Some basic observations:

$n$ must be even: one has $2^n=7^m=1 \pmod{3}$ and so $n$ is even.

$n-m$ must be divisible by 3: one has $2^n=7^m=(-2)^m \pmod{9}$ and so $2^{n-m}=(-1)^m \pmod{9}$ and so $n-m$ is divisible by 3.

$n-2m$ is divisible by 10 as the following two paragraph show.

If the number of digits is even, then $2^n+7^m$ is a multiple of 11. Therefore, $2^n+(-4)^m =0 \pmod{11}$. Since $n$ is even, we let $n=2l$, and so $4^l+(-4)^m=0 \pmod{11}$. It follows that $m$ is odd and $l-m$ is divisible by 5.
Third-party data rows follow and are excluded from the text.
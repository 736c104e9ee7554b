//! fxrefresh rate providers
//!
//! The [`RateProvider`] trait the refresh workers call, and the
//! exchangeratesapi.io implementation used in production.

pub mod error;
pub mod exchangerates_api;
pub mod provider;

pub use error::{ProviderError, ProviderResult};
pub use exchangerates_api::{ExchangeRatesApiClient, ExchangeRatesApiConfig, DEFAULT_BASE_URL};
pub use provider::{ProviderRate, RateProvider};

#[cfg(any(test, feature = "test-utils"))]
pub use provider::MockRateProvider;
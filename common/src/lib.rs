//! fxrefresh common types
//!
//! Shared types used across the refresh pipeline: record identifiers,
//! currencies and their allow-lists, the record status state machine and the
//! error taxonomy.

pub mod currency;
pub mod error;
pub mod identifiers;
pub mod record;
pub mod time;

pub use currency::*;
pub use error::*;
pub use identifiers::*;
pub use record::*;
pub use time::*;
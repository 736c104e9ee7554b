//! fxrefresh record store
//!
//! Durable keyed storage for refresh records. Two backends share the
//! [`RecordStore`] trait: Postgres for deployments and an in-memory map for
//! tests and the simulator.

pub mod memory;
pub mod postgres;
pub mod store;

pub use memory::{InMemoryRecordStore, StatusCounts};
pub use postgres::PgRecordStore;
pub use store::RecordStore;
If the number of digits is odd, then $2^n=7^m \pmod{11}$. Again we have $4^l=(-4)^m \pmod{11}$ and so $4^{l-m}=(-1)^m \pmod{11}$, which implies that $m$ is even and $l-m$ is divisible by 5.

The number of digits of $2^n$ is given by the inequality $10^s<2^n<10^{s+1}$. So $s<n \log_{10} 2<s+1$. In particular $|n\log 2 - m \log 7|<1$.